Le travail contemporain est en effet aussi le travail des chercheurs, eux-mêmes travailleurs allant débusquer, sur des territoires dont ils sont distants, la forme de proximité qui leur est nécessaire pour penser. Et sur ce point, toute une tradition, philosophique autant que sociologique ou anthropologique, éclaire ce rapport plastique de la distance à la proximité travaillé par Georg Simmel, par lequel se constitue ce que j’ai choisi d’appeler, depuis quelques années, « philosophie de terrain » , après l’avoir en partie, ainsi que d’autres philosophes , pratiquée sans l’avoir nommée.
C’est ce concept d’une philosophie de terrain, lié à la problématique de l’entretien qui en est corrélative, qu’il s’agit d’éclairer ici, en relation avec les enjeux sociaux et politiques dont il est vecteur.

1. Un concept de l’entretien de terrain né avec la question du travail

La technique même de l’entretien, tel qu’il se pratique dans les sciences sociales, trouve son origine dans un questionnement, en quelque sorte managérial, sur l’efficacité des rapports de travail. Alain Blanchet et Anne Gotman écrivent ainsi :

On a coutume d’établir l’acte de naissance de l’approche dite « indirecte » à une date plus récente – 1929 – à la Western Electric, où se déroule une enquête d’évaluation d’un style nouveau qui sera rapportée, commentée et théorisée en 1943 par ceux que l’on considère comme les fondateurs de l’entretien de recherche : Roethlisberger et Dickson (1943). Cette enquête, centrée au départ sur les conditions matérielles de la productivité dans l’entreprise, mit alors en évidence, contre toute attente, l’importance des relations interpersonnelles dans la motivation au travail.

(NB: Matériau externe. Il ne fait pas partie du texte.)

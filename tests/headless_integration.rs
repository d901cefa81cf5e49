use std::sync::mpsc;
use std::time::{Duration, SystemTime};

use plink::leaderboard::{FileLeaderboardStore, Leaderboard};
use plink::runtime::{AppEvent, FixedTicker, Runner, TestEventSource};
use plink::session::{Phase, SessionConfig};
use plink::stats::StatsDb;
use plink::trainer::Trainer;

// Headless integration using the internal runtime + Trainer without a TTY.
// Verifies that a minimal session flow completes via Runner/TestEventSource.

fn headless_trainer(config: SessionConfig, dir: &tempfile::TempDir) -> Trainer {
    let leaderboard = Leaderboard::with_store(Box::new(FileLeaderboardStore::with_path(
        dir.path().join("leaderboard.json"),
    )));
    Trainer::with_stores(
        config,
        leaderboard,
        StatsDb::in_memory().ok(),
        Some(dir.path().join("sessions.csv")),
    )
    .with_seed(99)
}

#[test]
fn headless_timed_session_finishes_by_timeout() {
    let dir = tempfile::tempdir().unwrap();
    let mut config = SessionConfig::default();
    config.seconds = 1;
    let mut trainer = headless_trainer(config, &dir);

    let (_tx, rx) = mpsc::channel();
    let es = TestEventSource::new(rx);
    let ticker = FixedTicker::new(Duration::from_millis(20));
    let runner = Runner::new(es, ticker);

    trainer.start(SystemTime::now());
    for _ in 0..200u32 {
        // up to ~4s of ticks for a 1s session
        if let AppEvent::Tick = runner.step() {
            trainer.advance(SystemTime::now());
        }
        if trainer.session.phase == Phase::Ended {
            break;
        }
    }

    assert_eq!(
        trainer.session.phase,
        Phase::Ended,
        "timed session should finish by timeout"
    );
    assert!(trainer.session.final_score.is_some());
    assert_eq!(trainer.leaderboard.entries().len(), 1);
}

#[test]
fn headless_spawn_and_hit_flow() {
    let dir = tempfile::tempdir().unwrap();
    let mut trainer = headless_trainer(SessionConfig::default(), &dir);

    let (_tx, rx) = mpsc::channel();
    let es = TestEventSource::new(rx);
    let ticker = FixedTicker::new(Duration::from_millis(20));
    let runner = Runner::new(es, ticker);

    trainer.start(SystemTime::now());

    // tick until the first target appears (normal spawns every second)
    let mut target = None;
    for _ in 0..200u32 {
        if let AppEvent::Tick = runner.step() {
            let now = SystemTime::now();
            trainer.advance(now);
            let snapshot = trainer.snapshot(now);
            if let Some(t) = snapshot.targets.first() {
                target = Some((t.x, t.y));
                break;
            }
        }
    }

    let (x, y) = target.expect("a target should spawn within the first seconds");
    trainer.resolve_click(x, y, SystemTime::now());

    assert_eq!(trainer.session.hits, 1);
    assert_eq!(trainer.session.score, 20);
    assert_eq!(trainer.session.accuracy, 100.0);
}

#[test]
fn headless_pause_blocks_engine_progress() {
    let dir = tempfile::tempdir().unwrap();
    let mut trainer = headless_trainer(SessionConfig::default(), &dir);

    let t0 = SystemTime::now();
    trainer.start(t0);
    trainer.pause(t0);
    assert_eq!(trainer.session.phase, Phase::Paused);

    let (_tx, rx) = mpsc::channel();
    let es = TestEventSource::new(rx);
    let ticker = FixedTicker::new(Duration::from_millis(5));
    let runner = Runner::new(es, ticker);

    for _ in 0..20u32 {
        if let AppEvent::Tick = runner.step() {
            trainer.advance(SystemTime::now());
        }
    }

    // no spawns, no clock movement while paused
    assert_eq!(trainer.session.clock_secs, 30);
    assert!(trainer.snapshot(SystemTime::now()).targets.is_empty());
}
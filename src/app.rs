use crate::celebration::Celebration;
use crate::spawner::TargetId;
use crate::trainer::Trainer;

/// Top-level screen the TUI is showing
#[derive(Debug, Clone, PartialEq)]
pub enum AppState {
    Aim,
    Results,
    Leaderboard,
    ReactionStats,
}

#[derive(Debug, Clone, PartialEq)]
pub enum SortBy {
    Difficulty,
    AvgReaction,
    HitRate,
    Attempts,
}

/// View state for the reaction analytics table
#[derive(Debug)]
pub struct StatsViewState {
    pub scroll_offset: usize,
    pub sort_by: SortBy,
    pub sort_ascending: bool,
}

impl Default for StatsViewState {
    fn default() -> Self {
        Self {
            scroll_offset: 0,
            sort_by: SortBy::Difficulty,
            sort_ascending: true,
        }
    }
}

#[derive(Debug)]
pub struct App {
    pub trainer: Trainer,
    pub state: AppState,
    pub stats_view: StatsViewState,
    pub celebration: Celebration,
    /// Target currently under the pointer, for hover highlighting
    pub hovered: Option<TargetId>,
}

impl App {
    pub fn new(trainer: Trainer) -> Self {
        Self {
            trainer,
            state: AppState::Aim,
            stats_view: StatsViewState::default(),
            celebration: Celebration::new(),
            hovered: None,
        }
    }

    /// Back to an idle playfield, dropping any results chrome
    pub fn reset_session(&mut self) {
        self.trainer.reset();
        self.celebration.stop();
        self.hovered = None;
        self.state = AppState::Aim;
        self.stats_view = StatsViewState::default();
    }
}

L’entretien sociologique, dont l’origine est du côté d’une demande entrepreneuriale en vue d’une meilleure performance des ouvriers au travail, s’oriente, en dépit d’elle-même, vers un questionnement non pas sur les dispositifs techniques, mais sur les conditions relationnelles. Elle contraint en quelque sorte les responsables d’entreprise à interroger la subjectivité de ceux qu’ils auraient préféré considérer sous l’angle de leur opérationnalité. Ceux qu’on interroge sont nécessairement des subalternes, mais l’objet même de l’interrogation les met d’emblée dans la position de subvertir la demande et d’apparaître non comme des objets d’enquête, mais comme des interlocuteurs, sujets à la fois dans les relations de travail et dans la relation même induite par l’entretien. Déjà, le dispositif d’objectivation de l’enquête est battu en brèche par les protagonistes de l’entretien, qui le transforment en un dispositif égalisant d’interlocution.
Au siècle précédent, Marx et Engels avaient clairement désigné l’interrogation sur le rapport de travail, comme radicalement irréductible aux conditions de l’enquêteur. Engels écrivait en 1845, publiant, à la suite d’un travail de terrain, La Situation de la classe laborieuse en Angleterre :

Le rapport de l'industriel à l'ouvrier n'est pas un rapport humain, mais une relation purement économique. L'industriel est le « capital », l'ouvrier est le « travail ». Si l'ouvrier ne veut pas se laisser enfermer dans cette abstraction, s'il affirme qu'il n'est pas le « travail » mais un homme qui, il est vrai, possède entre autres la faculté de travailler, s'il s'avise de croire qu'il ne devrait pas se laisser vendre et acheter en tant que « travail », en tant que marchandise, sur le marché, l'entendement du bourgeois est alors comme frappé de stupeur.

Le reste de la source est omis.